### SUPPLIED DATA
//! `multisite:resolve` handler.

use serde::Serialize;
use tabled::Tabled;

use automultisite_core::{RequestContext, resolve};

use crate::cli::{GlobalOpts, ResolveArgs};
use crate::error::{self, CliError};
use crate::{config, output};

// ── Table row ───────────────────────────────────────────────────────

#[derive(Debug, Serialize, Tabled)]
struct SiteEntry {
    #[tabled(rename = "Alias")]
    alias: String,
    #[tabled(rename = "Directory")]
    directory: String,
}

// ── Handler ─────────────────────────────────────────────────────────

pub fn handle(args: ResolveArgs, global: &GlobalOpts) -> Result<(), CliError> {
    let (cfg, cwd) = config::load()?;

    let sites_dir = match args.sites_dir {
        Some(dir) => cwd.join(dir),
        None => config::web_root(global, &cfg, &cwd)?.join("sites"),
    };

    // An explicit --uri wins over SIMPLETEST_BASE_URL.
    let context = match args.uri {
        Some(uri) => RequestContext::headless([format!("--uri={uri}")]),
        None => RequestContext::from_process(),
    };

    let mut options = cfg.resolve_options();
    if let Some(prefix) = args.prefix {
        options.prefix = prefix;
    }
    if let Some(alias_prefix) = args.alias_prefix {
        options.alias_prefix = alias_prefix;
    }
    if args.server_prefix.is_some() {
        options.server_prefix = args.server_prefix;
    }

    let sites = resolve(&sites_dir, &context, &options).map_err(error::from_resolve)?;
    tracing::info!(count = sites.len(), sites_dir = %sites_dir.display(), "resolved sites map");

    let entries: Vec<SiteEntry> = sites
        .into_iter()
        .map(|(alias, directory)| SiteEntry { alias, directory })
        .collect();

    let out = output::render_list(
        &global.output,
        &entries,
        |e| SiteEntry {
            alias: e.alias.clone(),
            directory: e.directory.clone(),
        },
        |e| format!("{}\t{}", e.alias, e.directory),
    )?;
    output::print_output(&out, global.quiet);
    Ok(())
}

### TASK PROMPT
Check every line of the data, and copy the ones that contain "join".

### SOLUTION
        Some(dir) => cwd.join(dir),
        None => config::web_root(global, &cfg, &cwd)?.join("sites"),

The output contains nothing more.